◆ TASK DESCRIPTION
Which lines in the data below contain the word "Duration"? Pull each of them out.

━━━━━ RECORDS

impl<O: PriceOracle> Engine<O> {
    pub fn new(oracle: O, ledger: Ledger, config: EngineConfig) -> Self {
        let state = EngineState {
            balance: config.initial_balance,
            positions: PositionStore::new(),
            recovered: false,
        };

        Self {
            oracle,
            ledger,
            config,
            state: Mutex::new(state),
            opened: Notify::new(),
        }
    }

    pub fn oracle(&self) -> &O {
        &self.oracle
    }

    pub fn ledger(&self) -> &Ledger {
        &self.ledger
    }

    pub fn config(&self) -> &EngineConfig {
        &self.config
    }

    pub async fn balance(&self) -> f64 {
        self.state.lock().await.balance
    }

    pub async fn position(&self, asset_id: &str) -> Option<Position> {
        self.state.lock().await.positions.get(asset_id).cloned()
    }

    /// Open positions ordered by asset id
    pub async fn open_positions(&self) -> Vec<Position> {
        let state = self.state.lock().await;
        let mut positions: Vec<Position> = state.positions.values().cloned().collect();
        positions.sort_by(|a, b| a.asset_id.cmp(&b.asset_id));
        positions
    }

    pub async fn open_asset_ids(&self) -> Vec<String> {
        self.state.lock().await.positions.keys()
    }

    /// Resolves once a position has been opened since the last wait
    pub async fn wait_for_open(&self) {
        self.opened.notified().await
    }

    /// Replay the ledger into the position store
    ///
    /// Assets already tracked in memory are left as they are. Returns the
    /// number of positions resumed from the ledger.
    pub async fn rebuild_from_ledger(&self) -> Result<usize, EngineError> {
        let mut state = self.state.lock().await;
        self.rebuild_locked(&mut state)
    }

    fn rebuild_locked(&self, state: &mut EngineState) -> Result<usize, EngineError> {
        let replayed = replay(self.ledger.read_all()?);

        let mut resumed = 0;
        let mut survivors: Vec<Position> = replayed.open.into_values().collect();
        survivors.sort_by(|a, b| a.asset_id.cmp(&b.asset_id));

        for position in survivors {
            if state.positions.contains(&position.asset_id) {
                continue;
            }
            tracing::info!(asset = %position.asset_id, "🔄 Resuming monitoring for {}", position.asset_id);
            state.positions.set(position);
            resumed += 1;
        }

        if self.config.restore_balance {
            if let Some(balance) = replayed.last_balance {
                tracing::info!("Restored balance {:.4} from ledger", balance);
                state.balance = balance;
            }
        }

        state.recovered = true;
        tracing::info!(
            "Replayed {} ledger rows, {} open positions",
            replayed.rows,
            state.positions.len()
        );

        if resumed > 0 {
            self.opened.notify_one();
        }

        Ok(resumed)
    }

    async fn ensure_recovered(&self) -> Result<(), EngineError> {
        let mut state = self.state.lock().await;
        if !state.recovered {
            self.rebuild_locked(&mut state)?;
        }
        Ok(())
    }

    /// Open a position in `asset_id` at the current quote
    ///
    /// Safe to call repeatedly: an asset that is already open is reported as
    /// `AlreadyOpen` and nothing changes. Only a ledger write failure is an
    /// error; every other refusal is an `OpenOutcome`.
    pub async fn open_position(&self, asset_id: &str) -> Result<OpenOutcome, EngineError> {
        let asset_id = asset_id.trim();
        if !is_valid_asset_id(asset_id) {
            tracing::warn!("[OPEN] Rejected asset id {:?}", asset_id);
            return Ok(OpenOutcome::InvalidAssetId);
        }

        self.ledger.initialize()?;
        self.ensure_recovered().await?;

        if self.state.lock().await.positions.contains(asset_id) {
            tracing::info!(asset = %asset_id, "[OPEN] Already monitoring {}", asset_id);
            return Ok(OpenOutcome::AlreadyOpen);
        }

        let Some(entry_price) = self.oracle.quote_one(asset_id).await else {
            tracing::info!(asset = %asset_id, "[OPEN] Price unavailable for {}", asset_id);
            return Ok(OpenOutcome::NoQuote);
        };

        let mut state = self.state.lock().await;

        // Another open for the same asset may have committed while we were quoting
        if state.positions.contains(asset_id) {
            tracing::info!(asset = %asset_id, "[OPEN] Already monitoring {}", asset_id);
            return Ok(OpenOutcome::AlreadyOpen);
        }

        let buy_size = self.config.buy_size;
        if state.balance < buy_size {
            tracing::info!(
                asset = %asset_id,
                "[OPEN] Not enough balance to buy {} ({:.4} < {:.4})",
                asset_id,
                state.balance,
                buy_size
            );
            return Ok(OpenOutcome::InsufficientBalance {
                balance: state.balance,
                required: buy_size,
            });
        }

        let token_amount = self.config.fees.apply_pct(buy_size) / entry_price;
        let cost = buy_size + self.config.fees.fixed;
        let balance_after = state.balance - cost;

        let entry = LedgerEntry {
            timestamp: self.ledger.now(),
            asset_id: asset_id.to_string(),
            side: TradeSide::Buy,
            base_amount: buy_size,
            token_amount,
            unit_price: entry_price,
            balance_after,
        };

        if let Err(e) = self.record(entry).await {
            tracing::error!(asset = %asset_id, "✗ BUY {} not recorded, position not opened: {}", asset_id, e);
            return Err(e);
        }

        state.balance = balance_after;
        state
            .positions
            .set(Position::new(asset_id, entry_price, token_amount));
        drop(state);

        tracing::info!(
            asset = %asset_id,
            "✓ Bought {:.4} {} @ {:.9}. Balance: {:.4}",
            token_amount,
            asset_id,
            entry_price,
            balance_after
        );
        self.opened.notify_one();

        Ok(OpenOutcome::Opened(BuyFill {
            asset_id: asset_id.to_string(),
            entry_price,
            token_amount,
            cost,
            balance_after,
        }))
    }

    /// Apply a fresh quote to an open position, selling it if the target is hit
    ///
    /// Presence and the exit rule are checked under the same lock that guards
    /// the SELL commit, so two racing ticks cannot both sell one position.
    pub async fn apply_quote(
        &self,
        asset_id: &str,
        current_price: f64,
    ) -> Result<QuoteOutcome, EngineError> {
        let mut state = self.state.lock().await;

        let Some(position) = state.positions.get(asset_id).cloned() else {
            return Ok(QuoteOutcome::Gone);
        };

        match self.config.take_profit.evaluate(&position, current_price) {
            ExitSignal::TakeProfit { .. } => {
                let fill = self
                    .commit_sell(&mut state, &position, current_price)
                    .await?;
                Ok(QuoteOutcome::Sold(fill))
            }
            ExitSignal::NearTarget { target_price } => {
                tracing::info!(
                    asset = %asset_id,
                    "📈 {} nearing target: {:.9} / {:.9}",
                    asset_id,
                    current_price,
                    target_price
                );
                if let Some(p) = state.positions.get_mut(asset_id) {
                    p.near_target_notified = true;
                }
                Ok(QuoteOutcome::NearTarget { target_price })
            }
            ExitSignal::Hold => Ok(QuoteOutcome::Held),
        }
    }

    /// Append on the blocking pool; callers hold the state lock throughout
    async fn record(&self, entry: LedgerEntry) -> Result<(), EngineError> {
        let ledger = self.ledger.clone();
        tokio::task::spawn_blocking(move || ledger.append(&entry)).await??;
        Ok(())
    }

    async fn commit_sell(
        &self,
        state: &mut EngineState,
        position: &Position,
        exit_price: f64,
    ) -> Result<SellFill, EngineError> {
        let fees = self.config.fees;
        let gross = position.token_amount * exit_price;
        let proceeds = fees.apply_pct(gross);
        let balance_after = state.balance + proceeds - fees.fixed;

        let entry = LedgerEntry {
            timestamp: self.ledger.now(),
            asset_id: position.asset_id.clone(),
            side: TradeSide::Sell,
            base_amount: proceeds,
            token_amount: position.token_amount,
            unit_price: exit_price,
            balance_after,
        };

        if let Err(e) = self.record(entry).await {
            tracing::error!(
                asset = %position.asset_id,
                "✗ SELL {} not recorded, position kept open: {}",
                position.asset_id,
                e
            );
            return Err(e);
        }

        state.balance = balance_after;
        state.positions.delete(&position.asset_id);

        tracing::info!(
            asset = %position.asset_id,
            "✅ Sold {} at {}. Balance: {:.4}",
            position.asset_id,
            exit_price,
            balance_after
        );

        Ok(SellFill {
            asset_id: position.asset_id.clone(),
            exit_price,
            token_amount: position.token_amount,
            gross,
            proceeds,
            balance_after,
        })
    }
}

━━━━━━━━━━
━━━━━ RECORDS

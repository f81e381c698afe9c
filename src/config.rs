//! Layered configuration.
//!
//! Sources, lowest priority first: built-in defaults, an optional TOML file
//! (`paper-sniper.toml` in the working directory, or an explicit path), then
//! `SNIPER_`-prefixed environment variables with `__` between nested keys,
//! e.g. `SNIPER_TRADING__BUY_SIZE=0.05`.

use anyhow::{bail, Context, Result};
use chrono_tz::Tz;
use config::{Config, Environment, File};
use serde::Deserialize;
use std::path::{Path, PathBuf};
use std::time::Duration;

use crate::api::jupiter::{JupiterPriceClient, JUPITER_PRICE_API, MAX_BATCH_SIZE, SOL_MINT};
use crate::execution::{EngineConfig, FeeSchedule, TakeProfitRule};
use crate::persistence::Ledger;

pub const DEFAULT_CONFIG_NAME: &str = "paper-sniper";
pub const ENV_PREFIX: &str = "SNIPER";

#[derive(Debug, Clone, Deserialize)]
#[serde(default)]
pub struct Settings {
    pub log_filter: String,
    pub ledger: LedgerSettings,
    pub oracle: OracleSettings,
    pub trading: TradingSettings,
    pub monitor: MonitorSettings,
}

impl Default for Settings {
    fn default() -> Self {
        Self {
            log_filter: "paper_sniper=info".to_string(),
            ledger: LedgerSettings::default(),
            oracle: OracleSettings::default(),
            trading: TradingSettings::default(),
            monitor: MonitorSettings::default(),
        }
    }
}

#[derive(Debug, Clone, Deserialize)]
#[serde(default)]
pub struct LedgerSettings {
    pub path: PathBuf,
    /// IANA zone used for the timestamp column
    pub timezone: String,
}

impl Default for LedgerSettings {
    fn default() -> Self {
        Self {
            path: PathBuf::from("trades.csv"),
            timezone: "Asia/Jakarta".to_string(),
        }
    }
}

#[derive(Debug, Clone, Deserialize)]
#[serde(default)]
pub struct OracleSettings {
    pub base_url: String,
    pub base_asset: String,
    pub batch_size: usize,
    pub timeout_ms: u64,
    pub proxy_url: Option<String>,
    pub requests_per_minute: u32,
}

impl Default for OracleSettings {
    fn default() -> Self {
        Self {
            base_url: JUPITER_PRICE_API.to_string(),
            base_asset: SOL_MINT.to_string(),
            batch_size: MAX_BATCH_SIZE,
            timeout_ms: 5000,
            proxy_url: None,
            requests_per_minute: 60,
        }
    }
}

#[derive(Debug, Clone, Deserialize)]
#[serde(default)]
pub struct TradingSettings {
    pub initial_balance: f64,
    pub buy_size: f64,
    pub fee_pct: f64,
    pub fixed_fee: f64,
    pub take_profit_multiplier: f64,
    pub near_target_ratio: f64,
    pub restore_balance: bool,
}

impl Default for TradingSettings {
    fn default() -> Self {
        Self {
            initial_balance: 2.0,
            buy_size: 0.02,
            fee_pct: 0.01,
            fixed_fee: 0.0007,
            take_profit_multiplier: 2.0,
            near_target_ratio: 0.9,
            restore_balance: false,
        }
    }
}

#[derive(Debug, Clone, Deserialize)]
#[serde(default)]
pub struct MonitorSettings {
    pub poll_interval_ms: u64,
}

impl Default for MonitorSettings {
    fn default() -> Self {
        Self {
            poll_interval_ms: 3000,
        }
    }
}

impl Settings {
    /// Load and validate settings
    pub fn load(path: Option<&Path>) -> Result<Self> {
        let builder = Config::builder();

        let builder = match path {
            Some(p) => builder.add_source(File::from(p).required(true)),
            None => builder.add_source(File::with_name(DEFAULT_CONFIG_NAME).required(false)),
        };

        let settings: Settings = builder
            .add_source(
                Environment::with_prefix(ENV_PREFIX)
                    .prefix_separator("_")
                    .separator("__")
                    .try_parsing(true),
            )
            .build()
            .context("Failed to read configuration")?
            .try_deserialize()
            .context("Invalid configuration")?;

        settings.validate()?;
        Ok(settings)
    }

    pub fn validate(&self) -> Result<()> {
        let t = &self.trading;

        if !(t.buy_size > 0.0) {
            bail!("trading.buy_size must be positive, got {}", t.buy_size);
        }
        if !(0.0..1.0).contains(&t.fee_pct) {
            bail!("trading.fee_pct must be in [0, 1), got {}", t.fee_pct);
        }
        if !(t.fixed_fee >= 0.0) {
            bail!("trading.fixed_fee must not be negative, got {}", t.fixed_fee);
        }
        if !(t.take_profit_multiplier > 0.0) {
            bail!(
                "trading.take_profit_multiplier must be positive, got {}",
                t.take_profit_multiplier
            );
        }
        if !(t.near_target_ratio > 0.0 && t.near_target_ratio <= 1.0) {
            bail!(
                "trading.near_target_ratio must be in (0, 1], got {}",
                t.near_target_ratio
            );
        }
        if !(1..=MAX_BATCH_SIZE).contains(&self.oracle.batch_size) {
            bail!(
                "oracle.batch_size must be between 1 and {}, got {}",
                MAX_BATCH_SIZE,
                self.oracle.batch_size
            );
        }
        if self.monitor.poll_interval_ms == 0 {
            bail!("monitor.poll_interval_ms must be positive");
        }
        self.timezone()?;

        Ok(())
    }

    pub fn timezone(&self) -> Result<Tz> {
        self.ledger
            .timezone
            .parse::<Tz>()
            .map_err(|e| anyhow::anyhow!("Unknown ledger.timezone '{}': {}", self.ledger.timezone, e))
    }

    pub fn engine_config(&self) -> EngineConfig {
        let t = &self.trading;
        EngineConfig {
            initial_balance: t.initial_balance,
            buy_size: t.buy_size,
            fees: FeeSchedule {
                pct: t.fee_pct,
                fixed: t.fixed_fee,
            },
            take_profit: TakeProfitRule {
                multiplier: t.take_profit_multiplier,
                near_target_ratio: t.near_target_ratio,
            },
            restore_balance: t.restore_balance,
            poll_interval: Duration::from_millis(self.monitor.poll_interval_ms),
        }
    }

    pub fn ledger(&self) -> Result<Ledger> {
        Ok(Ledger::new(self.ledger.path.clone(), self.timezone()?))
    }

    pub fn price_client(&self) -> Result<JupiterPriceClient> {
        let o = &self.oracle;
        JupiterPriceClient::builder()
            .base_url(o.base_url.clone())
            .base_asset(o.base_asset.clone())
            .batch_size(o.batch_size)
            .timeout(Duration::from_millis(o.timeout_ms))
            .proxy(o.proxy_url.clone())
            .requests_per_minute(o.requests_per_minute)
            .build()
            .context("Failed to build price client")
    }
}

━━━━━━━━━━

◆ ANSWER TO THIS EXERCISE
use std::time::Duration;
            poll_interval: Duration::from_millis(self.monitor.poll_interval_ms),
            .timeout(Duration::from_millis(o.timeout_ms))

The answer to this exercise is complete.